Bir şeye dayanarak veya bir kimsenin tutması ile de, yerde oturamayan hasta, sırt üstü yatarak kılar. Ayaklarını kıbleye uzatır. Başı altına yastık koyar. Yüzü kıbleye karşı olur. Veya kıbleye karşı sağ veya sol yanı üzerine yatar. Rüku ve secdeleri, başı ile ima eder. Böyle de ima edemeyen aklı başında bir hasta, bir günden çok namazını kılamazsa, hiçbirini kaza etmez. Semavi bir sebep ile, yani elinde olmayarak, mesela hastalık ile veya baygın yahut secde, rekat sayılarını unutacak kadar dalgın olarak, beşten fazla namazını kılamayan da böyledir. Alkollü içkiler veya ilaç alarak böyle baygın, dalgın olanın, kılamadığı namazlarının adedi birkaç günlük olsa da, hepsini kaza etmesi lazımdır.

Hastanın yatakta veya sandalyede, ayaklarını sarkıtarak oturup, ima ile kılması caiz değildir. Hasta, yerde veya uzunluğu kıble istikametinde olan bir çekyat üstünde, kıbleye karşı oturarak kılar. Yere oturunca kalkamazsa, sandalye, koltuk veya yatak üzerine oturur, ayaklarını bir sehpanın üstüne koyarak ima ile kılar. Felçli olup sandalyesinden inip binemeyen de, mümkünse ayaklarını sehpaya koyar veya koydurur. Buna da imkan yoksa, zaruretten dolayı kendi sandalyesinde kılması caiz olur.

Sual: Bacaklarını bükemeyen hastalar sandalyede namaz kılamıyor. Bu hasta oturup kalkamıyorsa veya felçli ise ne olacak?

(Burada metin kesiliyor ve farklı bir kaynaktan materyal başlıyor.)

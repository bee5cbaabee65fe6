use anyhow::{Context, Result};
use clap::{Parser, Subcommand};
use serde_json::{Map, Value};
use std::fs;
use std::path::{Path, PathBuf};
use tidycast_core::persist::{load_matrix, read_records, save_matrix, save_meta, write_jsonl, MetaFile, StorePaths};
use tidycast_core::sentiment::{document_sentiment, join_sentiments, term_contributions, Lexicon};
use tidycast_core::tokenizer::{corpus_metadata, count_terms, unnest_tokens, Document, TokenizerOptions};
use tidycast_core::weight::{weight_tf_idf, TfIdfOptions};
use tidycast_core::{cast_rows, tidy, tidy_with_meta, CastOptions, ColumnSpec, DocumentTermMatrix, DuplicatePolicy, LabelOrder, MetaTable};
use walkdir::WalkDir;

#[derive(Parser)]
#[command(name = "tidycast")]
#[command(about = "Convert tidy text tables to document-term matrices and back", long_about = None)]
pub struct Cli {
    #[command(subcommand)]
    pub command: Commands,
}

#[derive(Subcommand)]
pub enum Commands {
    /// Tokenize JSON/JSONL documents and count terms per document
    Count {
        /// Input path (file or directory)
        #[arg(long)]
        input: String,
        /// Output JSONL of (document, term, value) rows
        #[arg(long)]
        output: String,
        /// Also write the documents' extra fields as JSONL metadata
        #[arg(long)]
        meta_output: Option<String>,
        #[arg(long, default_value_t = false)]
        keep_stopwords: bool,
        #[arg(long, default_value_t = false)]
        no_stem: bool,
    },
    /// Cast a tidy JSON/JSONL table into a matrix store directory
    Cast {
        #[arg(long)]
        input: String,
        /// Output matrix store directory
        #[arg(long)]
        output: String,
        /// JSON file with cast options (duplicates, order, reject_empty)
        #[arg(long)]
        config: Option<String>,
        #[arg(long, default_value = "document")]
        document_column: String,
        #[arg(long, default_value = "term")]
        term_column: String,
        #[arg(long, default_value = "value")]
        value_column: String,
        /// Sum repeated (document, term) pairs instead of failing
        #[arg(long, default_value_t = false)]
        sum_duplicates: bool,
        /// Sort labels instead of keeping first-seen order
        #[arg(long, default_value_t = false)]
        sort_labels: bool,
        #[arg(long, default_value_t = false)]
        reject_empty: bool,
    },
    /// Write a stored matrix back out as tidy JSONL
    Tidy {
        /// Matrix store directory
        #[arg(long)]
        matrix: String,
        #[arg(long)]
        output: String,
        /// JSON/JSONL metadata to join on the document label
        #[arg(long)]
        meta: Option<String>,
        #[arg(long, default_value = "document")]
        meta_key: String,
    },
    /// Apply log tf-idf weighting to a stored matrix
    Weight {
        #[arg(long)]
        matrix: String,
        #[arg(long)]
        output: String,
        /// Use smoothed IDF = ln(1 + N/df) instead of ln(N/df)
        #[arg(long, default_value_t = false)]
        smoothed_idf: bool,
        #[arg(long, default_value_t = false)]
        no_normalize: bool,
    },
    /// Drop terms missing from more than the given share of documents
    Prune {
        #[arg(long)]
        matrix: String,
        #[arg(long)]
        output: String,
        #[arg(long)]
        max_sparsity: f64,
    },
    /// Join a tidy table with a sentiment lexicon and score it
    Sentiment {
        #[arg(long)]
        input: String,
        /// Lexicon JSON/JSONL with one word per row
        #[arg(long, env = "TIDYCAST_LEXICON")]
        lexicon: String,
        #[arg(long)]
        output: String,
        #[arg(long, default_value = "word")]
        word_column: String,
        #[arg(long, default_value = "sentiment")]
        sentiment_column: String,
        /// Report per-term contributions instead of per-document scores
        #[arg(long, default_value_t = false)]
        by_term: bool,
    },
    /// Print a summary of a stored matrix
    Inspect {
        #[arg(long)]
        matrix: String,
    },
}

pub fn run(cli: Cli) -> Result<()> {
    match cli.command {
        Commands::Count { input, output, meta_output, keep_stopwords, no_stem } => {
            let opts = TokenizerOptions { remove_stopwords: !keep_stopwords, stem: !no_stem };
            count_documents(Path::new(&input), Path::new(&output), meta_output.as_deref().map(Path::new), &opts)?;
        }
        Commands::Cast {
            input,
            output,
            config,
            document_column,
            term_column,
            value_column,
            sum_duplicates,
            sort_labels,
            reject_empty,
        } => {
            let mut options = load_cast_options(config.as_deref().map(Path::new))?;
            if sum_duplicates { options.duplicates = DuplicatePolicy::Sum; }
            if sort_labels { options.order = LabelOrder::Sorted; }
            if reject_empty { options.reject_empty = true; }
            let columns = ColumnSpec::new(document_column, term_column, value_column);
            cast_file(Path::new(&input), Path::new(&output), &columns, &options)?;
        }
        Commands::Tidy { matrix, output, meta, meta_key } => {
            let meta = meta.as_deref().map(|m| (Path::new(m), meta_key.as_str()));
            tidy_store(Path::new(&matrix), Path::new(&output), meta)?;
        }
        Commands::Weight { matrix, output, smoothed_idf, no_normalize } => {
            let opts = TfIdfOptions { smoothed_idf, normalize: !no_normalize };
            let dtm = load_matrix(&StorePaths::new(&matrix))?;
            write_store(Path::new(&output), &weight_tf_idf(&dtm, &opts))?;
        }
        Commands::Prune { matrix, output, max_sparsity } => {
            let dtm = load_matrix(&StorePaths::new(&matrix))?;
            write_store(Path::new(&output), &dtm.remove_sparse_terms(max_sparsity)?)?;
        }
        Commands::Sentiment { input, lexicon, output, word_column, sentiment_column, by_term } => {
            let lexicon = load_lexicon(Path::new(&lexicon), &word_column, &sentiment_column)?;
            score_sentiment(Path::new(&input), &lexicon, Path::new(&output), by_term)?;
        }
        Commands::Inspect { matrix } => {
            println!("{}", inspect_store(Path::new(&matrix))?);
        }
    }
    Ok(())
}

/// Cast options from an optional JSON file; missing keys take their defaults.
pub fn load_cast_options(config: Option<&Path>) -> Result<CastOptions> {
    match config {
        Some(path) => {
            let text = fs::read_to_string(path).with_context(|| format!("reading {}", path.display()))?;
            Ok(serde_json::from_str(&text).with_context(|| format!("parsing {}", path.display()))?)
        }
        None => Ok(CastOptions::default()),
    }
}

fn collect_inputs(input: &Path) -> Vec<PathBuf> {
    let mut files: Vec<PathBuf> = Vec::new();
    if input.is_dir() {
        for entry in WalkDir::new(input).into_iter().filter_map(|e| e.ok()) {
            let p = entry.path();
            if p.is_file() {
                if let Some(ext) = p.extension().and_then(|s| s.to_str()) {
                    if matches!(ext, "json" | "jsonl") {
                        files.push(p.to_path_buf());
                    }
                }
            }
        }
        // directory walk order is platform dependent; labels are first-seen
        files.sort();
    } else if input.is_file() {
        files.push(input.to_path_buf());
    }
    files
}

fn read_documents(input: &Path) -> Result<Vec<Document>> {
    let mut docs = Vec::new();
    for file in collect_inputs(input) {
        for record in read_records(&file)? {
            let doc: Document =
                serde_json::from_value(record).with_context(|| format!("bad document in {}", file.display()))?;
            docs.push(doc);
        }
    }
    Ok(docs)
}

/// Tokenize and count; returns the number of (document, term) rows written.
pub fn count_documents(input: &Path, output: &Path, meta_output: Option<&Path>, opts: &TokenizerOptions) -> Result<usize> {
    let docs = read_documents(input)?;
    // metadata rules only apply when a side table is written
    let meta = meta_output.map(|_| corpus_metadata(&docs)).transpose()?;
    let counts = count_terms(&unnest_tokens(&docs, opts));
    write_jsonl(output, &counts)?;
    tracing::info!(documents = docs.len(), rows = counts.len(), "counted terms");

    if let (Some(path), Some(table)) = (meta_output, meta) {
        let rows: Vec<Value> = docs
            .iter()
            .map(|doc| {
                let mut row = Map::new();
                row.insert("document".into(), Value::String(doc.id.clone()));
                if let Some(fields) = table.get(&doc.id) {
                    row.extend(fields.clone());
                }
                Value::Object(row)
            })
            .collect();
        write_jsonl(path, &rows)?;
        tracing::info!(fields = table.fields().len(), "wrote document metadata");
    }
    Ok(counts.len())
}

pub fn cast_file(input: &Path, output: &Path, columns: &ColumnSpec, options: &CastOptions) -> Result<DocumentTermMatrix> {
    let rows = read_records(input)?;
    let dtm = cast_rows(&rows, columns, options)?;
    write_store(output, &dtm)?;
    Ok(dtm)
}

fn write_store(output: &Path, dtm: &DocumentTermMatrix) -> Result<()> {
    let paths = StorePaths::new(output);
    save_matrix(&paths, dtm)?;
    let created_at = time::OffsetDateTime::now_utc()
        .format(&time::format_description::well_known::Rfc3339)
        .unwrap_or_else(|_| "".into());
    save_meta(&paths, &MetaFile::describe(dtm, created_at))?;
    tracing::info!(output = %output.display(), "matrix store written");
    Ok(())
}

/// Returns the number of tidy rows written.
pub fn tidy_store(matrix: &Path, output: &Path, meta: Option<(&Path, &str)>) -> Result<usize> {
    let dtm = load_matrix(&StorePaths::new(matrix))?;
    let written = match meta {
        Some((path, key)) => {
            let table = MetaTable::from_rows(&read_records(path)?, key)?;
            let rows = tidy_with_meta(&dtm, &table);
            write_jsonl(output, &rows)?;
            rows.len()
        }
        None => {
            let rows = tidy(&dtm);
            write_jsonl(output, &rows)?;
            rows.len()
        }
    };
    tracing::info!(rows = written, output = %output.display(), "tidy table written");
    Ok(written)
}

/// The tm-style summary printed by `inspect`.
pub fn inspect_store(matrix: &Path) -> Result<String> {
    let dtm = load_matrix(&StorePaths::new(matrix))?;
    Ok(dtm.to_string())
}

pub fn load_lexicon(path: &Path, word_column: &str, sentiment_column: &str) -> Result<Lexicon> {
    let lexicon = Lexicon::from_rows(&read_records(path)?, word_column, sentiment_column)?;
    tracing::info!(words = lexicon.len(), "loaded lexicon");
    Ok(lexicon)
}

/// Returns the number of rows written.
pub fn score_sentiment(input: &Path, lexicon: &Lexicon, output: &Path, by_term: bool) -> Result<usize> {
    let triplets = ColumnSpec::default().parse_rows(&read_records(input)?)?;
    let matches = join_sentiments(&triplets, lexicon);
    if by_term {
        let rows = term_contributions(&matches);
        write_jsonl(output, &rows)?;
        Ok(rows.len())
    } else {
        let rows = document_sentiment(&matches);
        write_jsonl(output, &rows)?;
        Ok(rows.len())
    }
}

Tekerlekli sandalyesinde kılamaz mı?
CEVAP
Ayaklarını bükemeyen hasta, yatağının içinde, ayaklarını kıbleye karşı uzatarak ima ile kılabilir. Divanda, somyada veya yatakta böyle oturarak kılar. Koltuğa oturursa ayaklarını sehpaya veya başka bir koltuğa koyarak kılabilir. Bunları da yapamayan hasta yatarak ima ile kılar.

Tekerlekli sandalyesinde oturan felçli de, bir yardımcısı yoksa, ayaklarını önündeki sehpaya koyamayacağı için, ayaklarını sarkıtarak da kılması caiz olur.

Sual:
Bacakları felçli olan namazlarını tekerlekli sandalyede kılabilir mi?
CEVAP
Bir yardımcı ile de yere inme imkanı varsa veya ayaklarını koyabileceği bir sehpa varsa sandalyede namaz kılmak caiz olmaz. Yere indirecek bir yardımcı bulunmadığı zaman, ayaklarını sehpanın üstüne koyamıyorsa, vakit çıkma tehlikesi de varsa, zaruretten dolayı namazı tekerlekli sandalyede ima ile kılmak caiz olur.

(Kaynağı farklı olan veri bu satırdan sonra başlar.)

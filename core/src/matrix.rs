use crate::{Error, Result};
use serde::{Deserialize, Serialize};
use std::collections::HashMap;
use std::fmt;

/// Raw compressed-sparse-row arrays, as exchanged with other numeric code
/// and as written to disk.
#[derive(Debug, Clone, PartialEq, Serialize, Deserialize)]
pub struct CsrParts {
    pub nrows: usize,
    pub ncols: usize,
    pub row_ptr: Vec<usize>,
    pub col_idx: Vec<usize>,
    pub values: Vec<f64>,
}

/// Sparse matrix in compressed sparse row (CSR) layout.
///
/// Row `r` owns `col_idx[row_ptr[r]..row_ptr[r + 1]]` and the matching slice
/// of `values`; column indices are strictly increasing inside a row. Memory is
/// proportional to the stored entries plus the row count. Matrices assembled
/// from triplets never store zeros; matrices built with [`SparseMatrix::from_csr_parts`]
/// may, and every consumer in this crate treats a stored zero as absent.
#[derive(Debug, Clone, PartialEq, Serialize, Deserialize)]
#[serde(try_from = "CsrParts", into = "CsrParts")]
pub struct SparseMatrix {
    nrows: usize,
    ncols: usize,
    row_ptr: Vec<usize>,
    col_idx: Vec<usize>,
    values: Vec<f64>,
}

impl TryFrom<CsrParts> for SparseMatrix {
    type Error = Error;
    fn try_from(p: CsrParts) -> Result<Self> {
        Self::from_csr_parts(p.nrows, p.ncols, p.row_ptr, p.col_idx, p.values)
    }
}

impl From<SparseMatrix> for CsrParts {
    fn from(m: SparseMatrix) -> Self {
        CsrParts { nrows: m.nrows, ncols: m.ncols, row_ptr: m.row_ptr, col_idx: m.col_idx, values: m.values }
    }
}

Sual: Ayakta zor kılan hasta nasıl namaz kılar?
CEVAP
Ayakta duramayan veya zarar gören, başı dönen kimse, farzları da, secde ettiği yerde oturarak kılar. Rüku için eğilir, secde için, başını yere koyar. Duvara, direğe, insana dayanarak, biraz ayakta durabilenin, ayakta tekbir alması ve o kadarcık ayakta okuması farzdır.
Dayanarak oturmak mümkün iken, yatarak ima caiz olmaz.

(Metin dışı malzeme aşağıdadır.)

use tracing_subscriber::EnvFilter;

/// Initialize structured logging for the CLI.
///
/// `RUST_LOG` wins when set; otherwise the `--log-level` flag applies to
/// every target.
pub fn init(log_level: &str) {
    let filter = EnvFilter::try_from_default_env().unwrap_or_else(|_| EnvFilter::new(log_level));

    tracing_subscriber::fmt()
        .with_env_filter(filter)
        .with_target(false)
        .init();
}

Farz kılarken özürsüz, duvara, direğe dayanmak mekruhtur. Bir özür olursa mekruh olmaz.
Hasta, sağ ve soluna sehpa gibi bir şey koyup onlara dayanarak ayağa kalkabilirse öyle kılması gerekir. Bu da mümkündür.

Sual:
Hamile kadın, namazlarını oturarak kılabilir mi?
CEVAP
Namazda ayağa kalkmakta zorlanıyorsa, sağına ve soluna, sehpa koyup, onlara dayanarak kalkabilir. Bu şekilde de ayakta kılamazsa, o zaman oturarak kılabilir.

Sual:
Doktor hareket edersen çocuğun düşer, hep yatman lazım dediği hamile, namazı oturup kılabilir mi, abdest yerine teyemmüm edebilir mi?
CEVAP
Evet.

Sual:
Hastamızın iyi olana kadar hareket etmeden yatması gerekiyor. Rüku ve secde yapamıyor. Ama ayakta dikilebiliyor. Bu hasta namazlarını nasıl kılmalı?
CEVAP
Ayakta veya oturup ima ile kılar. Bunları da yapamıyorsa yatarak ima ile kılar.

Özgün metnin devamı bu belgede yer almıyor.